## [TASK DETAILS]
From the entries below, list each line with "OPERATIVE".

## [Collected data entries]
◆ ◆ ◆ ◆ ◆ ◆ ◆
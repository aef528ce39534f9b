//! LLM-backed extraction of search parameters for queries no template covers.
//!
//! The provider answers with a flat JSON object. Everything it returns is
//! re-normalized locally: keys are canonicalized, placeholder values dropped,
//! dates turned into ISO bounds and tags snapped onto the taxonomy. Any failure
//! degrades to an empty map so the synthesizer can still try.

use std::collections::BTreeMap;
use std::sync::Arc;

use chrono::{Local, NaiveDate};
use serde_json::{Map, Value};
use tracing::{debug, warn};

use crate::application::use_cases::prompts::{
    build_extraction_system_prompt, build_extraction_user_prompt,
};
use crate::domain::decision_schema::{DECLARATIVE, OPERATIVE};
use crate::domain::error::{AppError, Result};
use crate::domain::parameters::{
    canonical_key, is_placeholder, ExtractedParameters, COUNT_ONLY, DATE_FROM, DATE_TO,
    DECISION_NUMBER, GOVERNMENT_NUMBER, LIMIT, OPERATIVITY, PRIME_MINISTER, TAGS_POLICY_AREA,
    TOPIC_FREE, YEAR_EXACT,
};
use crate::infrastructure::llm_clients::{CompletionClient, CompletionRequest};
use crate::infrastructure::response::extract_json_payload;
use crate::shared::{convert_ordinal, match_tag, normalize_date_at};

pub const MIN_LIMIT: i64 = 1;
pub const MAX_LIMIT: i64 = 100;

pub struct ParameterExtractor {
    client: Arc<dyn CompletionClient>,
}

impl ParameterExtractor {
    pub fn new(client: Arc<dyn CompletionClient>) -> Self {
        Self { client }
    }

    /// Never fails: provider and parse errors yield an empty map.
    pub async fn extract(&self, query: &str) -> ExtractedParameters {
        match self.try_extract(query).await {
            Ok(params) => {
                debug!(count = params.len(), "Extracted query parameters");
                params
            }
            Err(err) => {
                warn!(error = %err, code = err.code(), "Parameter extraction degraded to empty");
                ExtractedParameters::new()
            }
        }
    }

    async fn try_extract(&self, query: &str) -> Result<ExtractedParameters> {
        let request = CompletionRequest::json(
            build_extraction_system_prompt(),
            build_extraction_user_prompt(query),
        );
        let response = self.client.complete(request).await?;
        if response.content.trim().is_empty() {
            return Err(AppError::LLMError("Empty completion".to_string()));
        }

        let payload = extract_json_payload(&response.content);
        let value: Value = serde_json::from_str(&payload)
            .map_err(|e| AppError::ParseError(format!("Extraction payload: {}", e)))?;
        match value {
            Value::Object(raw) => Ok(normalize_parameters(raw, Local::now().date_naive())),
            other => Err(AppError::ParseError(format!(
                "Extraction payload is not an object: {}",
                other
            ))),
        }
    }
}

/// Canonicalizes a raw provider object against `today` for relative dates.
pub fn normalize_parameters(raw: Map<String, Value>, today: NaiveDate) -> ExtractedParameters {
    // Exact canonical spellings beat aliases of the same key.
    let mut canonical: BTreeMap<&'static str, (bool, Value)> = BTreeMap::new();
    for (raw_key, value) in raw {
        let Some(key) = canonical_key(&raw_key) else {
            debug!(key = %raw_key, "Dropping unknown extraction key");
            continue;
        };
        if is_placeholder(&value) {
            continue;
        }
        let exact = raw_key == key;
        match canonical.get(key) {
            Some((true, _)) => {}
            Some((false, _)) if !exact => {}
            _ => {
                canonical.insert(key, (exact, value));
            }
        }
    }

    let mut params = ExtractedParameters::new();
    let mut unresolved_tag = None;
    for (key, (_, value)) in canonical {
        if value.is_null() {
            params.insert(key, Value::Null);
            continue;
        }
        let normalized = match key {
            DATE_FROM => date_bound(&value, today, true),
            DATE_TO => date_bound(&value, today, false),
            YEAR_EXACT => year_value(&value, today),
            TAGS_POLICY_AREA => match scalar_text(&value) {
                Some(text) => match match_tag(&text) {
                    Some(tag) => Some(Value::from(tag)),
                    None => {
                        unresolved_tag = Some(text);
                        None
                    }
                },
                None => None,
            },
            TOPIC_FREE | PRIME_MINISTER => scalar_text(&value).map(Value::from),
            GOVERNMENT_NUMBER | DECISION_NUMBER => number_text(&value).map(Value::from),
            OPERATIVITY => operativity_value(&value).map(Value::from),
            LIMIT => limit_value(&value).map(Value::from),
            COUNT_ONLY => flag_value(&value).map(Value::from),
            _ => None,
        };
        match normalized {
            Some(normalized) => params.insert(key, normalized),
            None => debug!(key, "Dropping unusable extraction value"),
        }
    }

    if let Some(text) = unresolved_tag {
        if !params.contains(TOPIC_FREE) {
            debug!(topic = %text, "Unresolved policy tag moved to free-text topic");
            params.insert(TOPIC_FREE, Value::from(text));
        }
    }

    params
}

/// Strings trimmed, numbers rendered, first element of an array.
fn scalar_text(value: &Value) -> Option<String> {
    match value {
        Value::String(s) => {
            let trimmed = s.trim();
            (!trimmed.is_empty()).then(|| trimmed.to_string())
        }
        Value::Number(n) => Some(n.to_string()),
        Value::Array(items) => items.iter().find_map(scalar_text),
        _ => None,
    }
}

fn date_bound(value: &Value, today: NaiveDate, start: bool) -> Option<Value> {
    let text = scalar_text(value)?;
    let date = normalize_date_at(&text, today)?;
    let bound = if start {
        date.first_day()
    } else {
        date.last_day()
    }?;
    Some(Value::from(bound.format("%Y-%m-%d").to_string()))
}

fn year_value(value: &Value, today: NaiveDate) -> Option<Value> {
    let text = scalar_text(value)?;
    normalize_date_at(&text, today).map(|date| Value::from(date.year))
}

/// Digits only: "37", " 37 ", "ה-37" and ordinal words all become "37"-style text.
fn number_text(value: &Value) -> Option<String> {
    match value {
        Value::Number(n) => n.as_u64().map(|n| n.to_string()),
        Value::String(s) => {
            let digits: String = s
                .trim()
                .trim_start_matches("ה-")
                .chars()
                .filter(|c| !c.is_whitespace())
                .collect();
            if !digits.is_empty() && digits.chars().all(|c| c.is_ascii_digit()) {
                return Some(digits.trim_start_matches('0').to_string()).filter(|d| !d.is_empty());
            }
            convert_ordinal(s)
        }
        _ => None,
    }
}

fn operativity_value(value: &Value) -> Option<&'static str> {
    let text = scalar_text(value)?.to_lowercase();
    if text.contains("אופרטיב") || text.starts_with("operativ") {
        Some(OPERATIVE)
    } else if text.contains("דקלרטיב") || text.starts_with("declarativ") {
        Some(DECLARATIVE)
    } else {
        None
    }
}

fn limit_value(value: &Value) -> Option<i64> {
    let limit = match value {
        Value::Number(n) => n.as_i64().or_else(|| n.as_f64().map(|f| f as i64)),
        Value::String(s) => s.trim().parse().ok(),
        _ => None,
    }?;
    Some(limit.clamp(MIN_LIMIT, MAX_LIMIT))
}

fn flag_value(value: &Value) -> Option<bool> {
    match value {
        Value::Bool(flag) => Some(*flag),
        Value::String(s) => match s.trim().to_lowercase().as_str() {
            "true" | "yes" | "כן" => Some(true),
            "false" | "no" | "לא" => Some(false),
            _ => None,
        },
        Value::Number(n) => n.as_i64().map(|n| n != 0),
        _ => None,
    }
}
◆ ◆ ◆ ◆ ◆ ◆ ◆
## [RESULT BELOW]
use crate::domain::decision_schema::{DECLARATIVE, OPERATIVE};
        Some(OPERATIVE)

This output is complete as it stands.